YOUR INSTRUCTIONS ::
Below are the entries to work from; restate word for word the portion that opens with the line containing "bytes but holds" and closes with the line containing "temp_object_path = object_dir.join(Self::generate_temp_name());", keeping both.

★ ★ ★ ★ ★

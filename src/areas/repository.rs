//! Repository aggregate
//!
//! Owns every store of one working directory and the in-memory state loaded
//! from them: the commit graph, the branch table, the working index and the
//! remotes. The lifecycle is `open → operate* → save`; each mutating
//! operation validates all of its preconditions before it changes anything
//! and saves once at the end.
//!
//! A directory without `.gitlet` opens as an uninitialized repository, in
//! which only `init` succeeds.

use crate::areas::database::Database;
use crate::areas::index::{INDEX_FILE, Index};
use crate::areas::refs::Refs;
use crate::areas::workspace::Workspace;
use crate::artifacts::branch::branch_table::BranchTable;
use crate::artifacts::log::commit_graph::CommitGraph;
use crate::artifacts::objects::commit::Commit;
use crate::artifacts::remote::remote_table::RemoteTable;
use crate::errors::RepositoryError;
use anyhow::Context;
use std::path::Path;

pub const METADATA_DIR: &str = ".gitlet";

#[derive(Debug)]
pub struct Repository {
    path: Box<Path>,
    database: Database,
    workspace: Workspace,
    refs: Refs,
    index: Index,
    graph: CommitGraph,
    /// `None` until the repository is initialized
    branches: Option<BranchTable>,
    remotes: RemoteTable,
}

impl Repository {
    /// Open the repository rooted at `path`, loading any persisted state
    pub fn open(path: impl AsRef<Path>) -> crate::errors::Result<Self> {
        let path = path.as_ref();
        if !path.exists() {
            std::fs::create_dir_all(path)
                .with_context(|| format!("Unable to create directory {}", path.display()))?;
        }
        let path = path
            .canonicalize()
            .with_context(|| format!("Unable to resolve {}", path.display()))?;
        let metadata_path = path.join(METADATA_DIR);

        let mut repository = Repository {
            database: Database::new(&metadata_path),
            workspace: Workspace::new(path.clone().into_boxed_path()),
            refs: Refs::new(metadata_path.clone().into_boxed_path()),
            index: Index::new(metadata_path.join(INDEX_FILE).into_boxed_path()),
            graph: CommitGraph::new(),
            branches: None,
            remotes: RemoteTable::default(),
            path: path.into_boxed_path(),
        };

        if metadata_path.is_dir() {
            repository.load()?;
        }

        Ok(repository)
    }

    fn load(&mut self) -> crate::errors::Result<()> {
        self.graph = CommitGraph::load(&self.database)?;

        let active = self
            .refs
            .read_active_branch()?
            .ok_or_else(|| RepositoryError::Corrupt("no active branch recorded".to_string()))?;
        let branches = BranchTable::from_parts(self.refs.load_branches()?, active)?;

        for branch in branches.iter() {
            if !self.graph.contains(branch.head) {
                return Err(RepositoryError::Corrupt(format!(
                    "branch {} points to unknown commit {}",
                    branch.name, branch.head
                )));
            }
        }

        let head = self.refs.read_head()?;
        if head.as_ref() != Some(branches.head()) {
            tracing::warn!(
                active = %branches.active(),
                head = ?head,
                "HEAD does not match the active branch; using the branch tip"
            );
        }

        self.index.rehydrate()?;
        self.remotes = RemoteTable::new(self.refs.load_remotes()?);
        self.branches = Some(branches);

        Ok(())
    }

    /// Persist every part of the in-memory state that changed
    pub fn save(&mut self) -> crate::errors::Result<()> {
        let Some(branches) = &self.branches else {
            return Err(RepositoryError::NotInitialized);
        };

        self.graph.save(&self.database)?;
        self.refs.save_branches(branches.heads())?;
        self.refs.update_active_branch(branches.active())?;
        self.refs.update_head(branches.head())?;
        self.refs.save_remotes(self.remotes.iter())?;
        self.index.write_updates()?;

        Ok(())
    }

    pub fn path(&self) -> &Path {
        &self.path
    }

    pub fn metadata_path(&self) -> std::path::PathBuf {
        self.path.join(METADATA_DIR)
    }

    pub fn is_initialized(&self) -> bool {
        self.branches.is_some()
    }

    pub fn database(&self) -> &Database {
        &self.database
    }

    pub fn workspace(&self) -> &Workspace {
        &self.workspace
    }

    pub fn refs(&self) -> &Refs {
        &self.refs
    }

    pub fn index(&self) -> &Index {
        &self.index
    }

    pub(crate) fn index_mut(&mut self) -> &mut Index {
        &mut self.index
    }

    pub fn graph(&self) -> &CommitGraph {
        &self.graph
    }

    pub(crate) fn graph_mut(&mut self) -> &mut CommitGraph {
        &mut self.graph
    }

    pub fn branches(&self) -> crate::errors::Result<&BranchTable> {
        self.branches.as_ref().ok_or(RepositoryError::NotInitialized)
    }

    pub(crate) fn branches_mut(&mut self) -> crate::errors::Result<&mut BranchTable> {
        self.branches.as_mut().ok_or(RepositoryError::NotInitialized)
    }

    pub(crate) fn set_branches(&mut self, branches: BranchTable) {
        self.branches = Some(branches);
    }

    pub fn remotes(&self) -> crate::errors::Result<&RemoteTable> {
        self.branches()?;
        Ok(&self.remotes)
    }

    pub(crate) fn remotes_mut(&mut self) -> crate::errors::Result<&mut RemoteTable> {
        self.branches()?;
        Ok(&mut self.remotes)
    }

    /// The commit at the tip of the active branch
    pub fn head_commit(&self) -> crate::errors::Result<&Commit> {
        self.graph.get(self.branches()?.head())
    }
}
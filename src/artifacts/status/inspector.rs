use crate::areas::workspace::Workspace;
use crate::artifacts::objects::object_id::ObjectId;
use crate::artifacts::objects::tree::Tree;
use crate::artifacts::status::file_change::WorkspaceChangeType;
use derive_new::new;
use std::collections::{BTreeMap, BTreeSet};
use std::path::PathBuf;

#[derive(new)]
pub struct Inspector<'w> {
    workspace: &'w Workspace,
}

impl<'w> Inspector<'w> {
    /// Digest of every working file, as `add` would compute it
    pub fn scan_workspace(&self) -> anyhow::Result<BTreeMap<PathBuf, ObjectId>> {
        self.workspace
            .list_files()?
            .into_iter()
            .map(|path| -> anyhow::Result<_> {
                let content = self.workspace.read_file(&path)?;
                Ok((path, ObjectId::digest(&content)))
            })
            .collect()
    }

    /// Working files the index does not track
    pub fn untracked_files(&self, index: &Tree) -> anyhow::Result<BTreeSet<PathBuf>> {
        Ok(self
            .workspace
            .list_files()?
            .into_iter()
            .filter(|path| !index.contains(path))
            .collect())
    }

    pub fn check_index_against_workspace(
        index_oid: Option<&ObjectId>,
        workspace_oid: Option<&ObjectId>,
    ) -> WorkspaceChangeType {
        match (index_oid, workspace_oid) {
            (None, Some(_)) => WorkspaceChangeType::Untracked,
            (Some(_), None) => WorkspaceChangeType::Deleted,
            (Some(index_oid), Some(workspace_oid)) if index_oid != workspace_oid => {
                WorkspaceChangeType::Modified
            }
            _ => WorkspaceChangeType::None,
        }
    }
}
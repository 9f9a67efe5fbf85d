//! Object store
//!
//! Blobs live in `.gitlet/blobs/<digest>` and commits in
//! `.gitlet/commits/<id>`. Both directories are append-only: an object is
//! written at most once and never modified or deleted afterwards.

use crate::artifacts::objects::blob::Blob;
use crate::artifacts::objects::commit::Commit;
use crate::artifacts::objects::object::{Object, Unpackable};
use crate::artifacts::objects::object_id::ObjectId;
use crate::artifacts::objects::object_type::ObjectType;
use crate::errors::RepositoryError;
use anyhow::Context;
use bytes::Bytes;
use fake::rand;
use std::io::{Cursor, Read, Write};
use std::path::{Path, PathBuf};

pub const BLOBS_DIR: &str = "blobs";
pub const COMMITS_DIR: &str = "commits";

#[derive(Debug)]
pub struct Database {
    blobs_path: Box<Path>,
    commits_path: Box<Path>,
}

impl Database {
    /// Create a store rooted at the metadata directory (`.gitlet`)
    pub fn new(path: &Path) -> Self {
        Database {
            blobs_path: path.join(BLOBS_DIR).into_boxed_path(),
            commits_path: path.join(COMMITS_DIR).into_boxed_path(),
        }
    }

    pub fn blobs_path(&self) -> &Path {
        &self.blobs_path
    }

    pub fn commits_path(&self) -> &Path {
        &self.commits_path
    }

    /// Store a blob unless one with the same digest already exists
    pub fn store_blob(&self, blob: &Blob) -> crate::errors::Result<ObjectId> {
        let oid = blob.object_id();
        self.store(blob, self.blobs_path.join(oid.as_ref()))?;

        Ok(oid)
    }

    pub fn load_blob(&self, oid: &ObjectId) -> crate::errors::Result<Blob> {
        let blob_path = self.blobs_path.join(oid.as_ref());
        if !blob_path.exists() {
            return Err(RepositoryError::MissingBlob(oid.clone()));
        }

        let mut reader = Cursor::new(self.read_object(&blob_path)?);
        Self::expect_type(&mut reader, ObjectType::Blob, &blob_path)?;

        Ok(Blob::deserialize(reader)?)
    }

    pub fn store_commit(&self, commit: &Commit) -> crate::errors::Result<()> {
        self.store(commit, self.commits_path.join(commit.oid().as_ref()))
    }

    /// Load a commit and check that its content still hashes to its file name
    pub fn load_commit(&self, oid: &ObjectId) -> crate::errors::Result<Commit> {
        let commit_path = self.commits_path.join(oid.as_ref());
        if !commit_path.exists() {
            return Err(RepositoryError::NoSuchCommit);
        }

        let mut reader = Cursor::new(self.read_object(&commit_path)?);
        Self::expect_type(&mut reader, ObjectType::Commit, &commit_path)?;
        let commit = Commit::deserialize(reader)
            .with_context(|| format!("Unable to parse commit {}", commit_path.display()))?;

        if commit.oid() != oid {
            return Err(RepositoryError::Corrupt(format!(
                "commit file {} holds commit {}",
                oid,
                commit.oid()
            )));
        }

        Ok(commit)
    }

    /// Ids of every commit file in the store
    pub fn commit_ids(&self) -> crate::errors::Result<Vec<ObjectId>> {
        let mut oids = Vec::new();

        for entry in std::fs::read_dir(&self.commits_path).with_context(|| {
            format!(
                "Unable to list commit directory {}",
                self.commits_path.display()
            )
        })? {
            let file_name = entry?.file_name();
            let file_name = file_name.to_string_lossy();

            // leftovers of an interrupted write
            if file_name.starts_with(TEMP_PREFIX) {
                continue;
            }

            let oid = ObjectId::try_parse(file_name.to_string()).map_err(|_| {
                RepositoryError::Corrupt(format!("unexpected file {file_name} in commit store"))
            })?;
            oids.push(oid);
        }

        Ok(oids)
    }

    fn store(&self, object: &impl Object, object_path: PathBuf) -> crate::errors::Result<()> {
        // write the object to disk unless it already exists
        if object_path.exists() {
            return Ok(());
        }

        let object_dir = object_path
            .parent()
            .context(format!("Invalid object path {}", object_path.display()))?;
        std::fs::create_dir_all(object_dir).context(format!(
            "Unable to create object directory {}",
            object_dir.display()
        ))?;

        self.write_object(object_path, object.serialize()?)?;

        Ok(())
    }

    fn expect_type(
        reader: &mut Cursor<Bytes>,
        expected: ObjectType,
        object_path: &Path,
    ) -> crate::errors::Result<()> {
        let (object_type, size) = ObjectType::parse_header(reader)
            .with_context(|| format!("Unable to parse object {}", object_path.display()))?;
        if object_type != expected {
            return Err(RepositoryError::Corrupt(format!(
                "{} holds a {} instead of a {}",
                object_path.display(),
                object_type,
                expected
            )));
        }

        let remaining = reader.get_ref().len() as u64 - reader.position();
        if remaining != size as u64 {
            return Err(RepositoryError::Corrupt(format!(
                "{} announces {} bytes but holds {}",
                object_path.display(),
                size,
                remaining
            )));
        }

        Ok(())
    }

    fn read_object(&self, object_path: &Path) -> anyhow::Result<Bytes> {
        // read the object file
        let object_content = std::fs::read(object_path).context(format!(
            "Unable to read object file {}",
            object_path.display()
        ))?;

        Self::decompress(object_content.into())
    }

    fn write_object(&self, object_path: PathBuf, object_content: Bytes) -> anyhow::Result<()> {
        let object_dir = object_path
            .parent()
            .context(format!("Invalid object path {}", object_path.display()))?;
        let temp_object_path = object_dir.join(Self::generate_temp_name());

        let object_content = Self::compress(object_content)?;

        let mut file = std::fs::OpenOptions::new()
            .write(true)
            .create_new(true)
            .open(&temp_object_path)
            .context(format!(
                "Unable to open object file {}",
                temp_object_path.display()
            ))?;

        file.write_all(&object_content).context(format!(
            "Unable to write object file {}",
            temp_object_path.display()
        ))?;

        // rename the temp file to the object file to make it atomic
        std::fs::rename(&temp_object_path, &object_path).context(format!(
            "Unable to rename object file to {}",
            object_path.display()
        ))?;

        Ok(())
    }

    fn compress(data: Bytes) -> anyhow::Result<Bytes> {
        let mut encoder =
            flate2::write::ZlibEncoder::new(Vec::new(), flate2::Compression::default());
        encoder
            .write_all(&data)
            .context("Unable to compress object content")?;

        encoder
            .finish()
            .map(|compressed_content| compressed_content.into())
            .context("Unable to finish compressing object content")
    }

    fn decompress(data: Bytes) -> anyhow::Result<Bytes> {
        let mut decoder = flate2::read::ZlibDecoder::new(&*data);
        let mut decompressed_content = Vec::new();
        decoder
            .read_to_end(&mut decompressed_content)
            .context("Unable to decompress object content")?;

        Ok(decompressed_content.into())
    }

    fn generate_temp_name() -> String {
        format!("{TEMP_PREFIX}{}", rand::random::<u32>())
    }
}

const TEMP_PREFIX: &str = "tmp-obj-";
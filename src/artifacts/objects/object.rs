use crate::artifacts::objects::object_id::ObjectId;
use crate::artifacts::objects::object_type::ObjectType;
use anyhow::Result;
use bytes::Bytes;
use std::io::{BufRead, Write};

pub trait Packable {
    fn serialize(&self) -> Result<Bytes>;
}

pub trait Unpackable {
    /// Decode an object whose `<type> <size>\0` header has already been consumed
    fn deserialize(reader: impl BufRead) -> Result<Self>
    where
        Self: Sized;
}

pub trait Object: Packable {
    fn object_type(&self) -> ObjectType;

    /// Identity of the object; the name of its file in the store
    fn object_id(&self) -> ObjectId;
}

/// Prefix `payload` with the `<type> <size>\0` header shared by all stored objects
pub(crate) fn frame(object_type: ObjectType, payload: &[u8]) -> Result<Bytes> {
    let mut object_bytes = Vec::with_capacity(payload.len() + 16);
    let header = format!("{} {}\0", object_type.as_str(), payload.len());
    object_bytes.write_all(header.as_bytes())?;
    object_bytes.write_all(payload)?;

    Ok(Bytes::from(object_bytes))
}
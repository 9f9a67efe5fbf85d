use crate::areas::repository::Repository;
use crate::artifacts::branch::DEFAULT_BRANCH;
use crate::artifacts::branch::branch_name::BranchName;
use crate::artifacts::branch::branch_table::BranchTable;
use crate::artifacts::objects::tree::Tree;
use crate::errors::RepositoryError;
use anyhow::Context;
use std::fs;

impl Repository {
    /// Create `.gitlet` with the root commit and a `master` branch pointing at it
    pub fn init(&mut self) -> crate::errors::Result<()> {
        if self.is_initialized() || self.metadata_path().exists() {
            return Err(RepositoryError::AlreadyInitialized);
        }

        fs::create_dir_all(self.database().blobs_path())
            .context("Failed to create .gitlet/blobs directory")?;
        fs::create_dir_all(self.database().commits_path())
            .context("Failed to create .gitlet/commits directory")?;
        fs::create_dir_all(self.refs().branches_path())
            .context("Failed to create .gitlet/branches directory")?;
        fs::create_dir_all(self.refs().remotes_path())
            .context("Failed to create .gitlet/remotes directory")?;

        let root = self.graph_mut().create_initial().oid().clone();
        let master = BranchName::try_parse(DEFAULT_BRANCH)?;
        tracing::info!(branch = %master, commit = %root, "initialized repository");

        self.set_branches(BranchTable::new(master, root));
        self.index_mut().replace(Tree::new());

        self.save()
    }
}
//! Stored object types
//!
//! Two kinds of objects are persisted under `.gitlet`:
//!
//! - **Blob**: File content (raw bytes), named by the digest of that content
//! - **Commit**: Parents, timestamp, message and the full snapshot it records
//!
//! Snapshots (`Tree`) are not stored on their own; they are embedded in
//! commits and in the working index.
//!
//! Both object kinds share the framing `<type> <size>\0<content>`.

pub mod blob;
pub mod commit;
pub mod object;
pub mod object_id;
pub mod object_type;
pub mod tree;

/// Length of a SHA-1 hash in hexadecimal format
pub const OBJECT_ID_LENGTH: usize = 40;

/// Length of the abbreviated form printed in merge logs
pub const SHORT_OBJECT_ID_LENGTH: usize = 7;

★ ★ ★ ★ ★

SOLUTION TO THIS PROBLEM ::
                "{} announces {} bytes but holds {}",
                object_path.display(),
                size,
                remaining
            )));
        }

        Ok(())
    }

    fn read_object(&self, object_path: &Path) -> anyhow::Result<Bytes> {
        // read the object file
        let object_content = std::fs::read(object_path).context(format!(
            "Unable to read object file {}",
            object_path.display()
        ))?;

        Self::decompress(object_content.into())
    }

    fn write_object(&self, object_path: PathBuf, object_content: Bytes) -> anyhow::Result<()> {
        let object_dir = object_path
            .parent()
            .context(format!("Invalid object path {}", object_path.display()))?;
        let temp_object_path = object_dir.join(Self::generate_temp_name());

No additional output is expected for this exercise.